Within this listing, how many lines carry the string "send"? State the number only.
Data in this exercise START
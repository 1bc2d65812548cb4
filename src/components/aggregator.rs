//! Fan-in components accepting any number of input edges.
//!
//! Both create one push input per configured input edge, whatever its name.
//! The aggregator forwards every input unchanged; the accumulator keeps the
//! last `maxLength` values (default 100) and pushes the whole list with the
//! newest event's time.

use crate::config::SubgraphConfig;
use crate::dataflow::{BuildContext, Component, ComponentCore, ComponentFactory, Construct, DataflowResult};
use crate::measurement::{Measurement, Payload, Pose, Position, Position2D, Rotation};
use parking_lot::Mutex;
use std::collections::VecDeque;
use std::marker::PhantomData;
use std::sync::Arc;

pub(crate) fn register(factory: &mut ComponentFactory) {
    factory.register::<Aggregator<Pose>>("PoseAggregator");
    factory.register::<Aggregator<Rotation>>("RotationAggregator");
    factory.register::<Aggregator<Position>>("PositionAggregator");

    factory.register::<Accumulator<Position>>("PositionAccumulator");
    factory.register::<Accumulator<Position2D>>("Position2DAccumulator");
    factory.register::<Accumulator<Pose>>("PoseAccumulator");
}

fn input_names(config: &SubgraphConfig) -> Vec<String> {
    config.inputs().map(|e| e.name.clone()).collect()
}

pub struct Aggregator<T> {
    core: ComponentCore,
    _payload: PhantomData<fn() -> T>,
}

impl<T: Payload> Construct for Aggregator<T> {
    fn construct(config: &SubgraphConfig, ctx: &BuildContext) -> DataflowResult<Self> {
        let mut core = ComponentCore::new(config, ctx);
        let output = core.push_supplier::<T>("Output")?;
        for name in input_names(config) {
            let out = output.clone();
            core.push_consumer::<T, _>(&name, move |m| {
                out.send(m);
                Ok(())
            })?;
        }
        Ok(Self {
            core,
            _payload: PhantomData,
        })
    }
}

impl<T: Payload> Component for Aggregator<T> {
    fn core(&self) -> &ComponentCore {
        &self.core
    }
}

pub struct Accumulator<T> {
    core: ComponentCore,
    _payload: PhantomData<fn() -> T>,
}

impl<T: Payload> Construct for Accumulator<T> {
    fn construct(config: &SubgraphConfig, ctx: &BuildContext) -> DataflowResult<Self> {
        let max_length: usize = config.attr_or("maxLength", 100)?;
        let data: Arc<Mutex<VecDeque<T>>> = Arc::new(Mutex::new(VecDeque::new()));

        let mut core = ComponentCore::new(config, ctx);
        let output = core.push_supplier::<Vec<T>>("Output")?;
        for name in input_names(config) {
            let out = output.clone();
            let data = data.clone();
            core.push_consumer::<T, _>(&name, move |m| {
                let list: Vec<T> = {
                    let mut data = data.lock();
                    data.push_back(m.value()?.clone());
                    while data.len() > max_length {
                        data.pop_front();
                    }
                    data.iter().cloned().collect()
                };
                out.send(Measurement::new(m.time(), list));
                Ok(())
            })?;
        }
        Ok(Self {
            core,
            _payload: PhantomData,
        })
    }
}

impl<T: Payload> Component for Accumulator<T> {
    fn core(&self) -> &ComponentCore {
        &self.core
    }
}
Data in this exercise END
### Exercise answer
2